Abstract The risk for severe COVID-19 increases with age as older patients are at the highest risk. Identifying how Severe Acute Respiratory Syndrome Coronavirus 2 (SARS-CoV-2) interacts with blood components during aging is urgent. We investigated the aging whole blood transcriptome from the Genotype-Tissue Expression (GTEx) database to explore differentially expressed genes (DEGs) translated into proteins interacting with viral proteins. From 22 DEGs in aged blood, FASLG, CTSW, CTSE, VCAM1, and BAG3 changed their expression with involvement in immune response, inflammation, cell component and adhesion, and platelet activation/aggregation. Males and females older than 50 overexpress FASLG possibly inducing a hyper-inflammatory cascade.
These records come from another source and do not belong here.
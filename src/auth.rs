//! Authorization store for the transport handshake.
//!
//! The server keeps a directory of approved client key files. Each file is
//! named `<key-id>.key` and holds the client's 32-byte pre-shared secret
//! as 64 hex characters. A client presents its key id during the
//! handshake; an unknown id is rejected before any protocol message is
//! seen. The client keeps a single key file of the form
//! `<key-id>:<hex-secret>`.

use crate::error::UploadError;
use std::collections::HashMap;
use std::fs;
use std::path::Path;
use tracing::{info, warn};

/// Length of a pre-shared secret in bytes.
pub const SECRET_LEN: usize = 32;

fn parse_secret(hex_str: &str) -> Result<[u8; SECRET_LEN], UploadError> {
    let raw = hex::decode(hex_str.trim())
        .map_err(|e| UploadError::Config(format!("invalid key hex: {e}")))?;
    let secret: [u8; SECRET_LEN] = raw
        .try_into()
        .map_err(|_| UploadError::Config("key must be 32 bytes (64 hex chars)".into()))?;
    Ok(secret)
}

/// The client's identity and pre-shared secret.
#[derive(Clone)]
pub struct ClientKey {
    pub id: String,
    pub secret: [u8; SECRET_LEN],
}

impl ClientKey {
    /// Loads a key file of the form `<key-id>:<hex-secret>`.
    pub fn load(path: &Path) -> Result<Self, UploadError> {
        let content = fs::read_to_string(path)?;
        let (id, hex_secret) = content
            .trim()
            .split_once(':')
            .ok_or_else(|| UploadError::Config("key file must be '<key-id>:<hex-secret>'".into()))?;
        if id.is_empty() {
            return Err(UploadError::Config("key id must not be empty".into()));
        }
        Ok(Self {
            id: id.to_string(),
            secret: parse_secret(hex_secret)?,
        })
    }

    /// Creates a fresh key under the given id.
    pub fn generate(id: &str) -> Result<Self, UploadError> {
        Ok(Self {
            id: id.to_string(),
            secret: crate::crypto::generate_secret()?,
        })
    }

    /// Writes the key file in the client format.
    pub fn save(&self, path: &Path) -> Result<(), UploadError> {
        fs::write(path, format!("{}:{}\n", self.id, hex::encode(self.secret)))?;
        Ok(())
    }
}

impl std::fmt::Debug for ClientKey {
    fn fmt(&self, f: &mut std::fmt::Formatter<'_>) -> std::fmt::Result {
        // Never print the secret.
        f.debug_struct("ClientKey").field("id", &self.id).finish()
    }
}

/// Directory-backed store of approved client keys.
#[derive(Debug, Default)]
pub struct KeyStore {
    keys: HashMap<String, [u8; SECRET_LEN]>,
}

impl KeyStore {
    /// Loads every `*.key` file in `dir`; the file stem is the key id.
    pub fn load(dir: &Path) -> Result<Self, UploadError> {
        let mut keys = HashMap::new();
        for entry in fs::read_dir(dir)? {
            let entry = entry?;
            let path = entry.path();
            if path.extension().and_then(|e| e.to_str()) != Some("key") {
                continue;
            }
            let Some(id) = path.file_stem().and_then(|s| s.to_str()) else {
                continue;
            };
            match fs::read_to_string(&path)
                .map_err(UploadError::from)
                .and_then(|content| parse_secret(&content))
            {
                Ok(secret) => {
                    keys.insert(id.to_string(), secret);
                }
                Err(e) => {
                    warn!(key = %path.display(), error = %e, "skipping unreadable key file");
                }
            }
        }
        info!(keys = keys.len(), dir = %dir.display(), "authorization store loaded");
        Ok(Self { keys })
    }

    /// Secret for the given key id, if approved.
    pub fn lookup(&self, id: &str) -> Option<[u8; SECRET_LEN]> {
        self.keys.get(id).copied()
    }

    pub fn len(&self) -> usize {
        self.keys.len()
    }

    pub fn is_empty(&self) -> bool {
        self.keys.is_empty()
    }
}
//! Convey - credit-based file upload library.
//!
//! Convey moves large files from many concurrent clients to a central
//! server over an authenticated, encrypted, message-oriented transport.
//! Uploads are chunked, flow-controlled with server-issued credit,
//! verified end to end with SHA-256 and resumable across transport drops.
//!
//! # Example
//!
//! ```no_run
//! use convey::{Config, Server};
//! use convey::validate::AcceptAll;
//! use std::path::Path;
//!
//! # async fn run() -> Result<(), convey::UploadError> {
//! let config = Config::load_or_create(Path::new("convey.toml"))?;
//! let server = Server::new(config.server, AcceptAll);
//! server.run().await?;
//! # Ok(())
//! # }
//! ```

pub mod auth;
pub mod client;
pub mod config;
pub mod credit;
pub mod crypto;
pub mod error;
pub mod messages;
pub mod progress;
pub mod retention;
pub mod server;
pub mod storage;
pub mod transport;
pub mod validate;

pub use client::Uploader;
pub use config::Config;
pub use error::{ErrorCode, UploadError};
pub use server::Server;

// Re-export commonly used types for convenience
pub use bytes;
pub use serde_json;
pub use tokio;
The expression of cathepsins (CTSW and CTSE) and the anti-apoptotic co-chaperone molecule BAG3 was increased throughout aging in both gender. By exploring publicly available Single-Cell RNA-Sequencing data on peripheral blood of SARS-CoV-2-infected patients, we found FASLG and CTSW expressed in natural killer cells and CD8 + T lymphocytes, whereas BAG3 was expressed in CD4 + T cells, naive T cells, and CD14 + monocytes. The expression of FASLG in aged blood may explain why older patients are more prone to viral infection complications. The results indicate FASLG as a prognostic candidate and potential therapeutic target for the more aggressive clinical manifestation of COVID-19. The reduction of FASLG could be helpul against disease progression.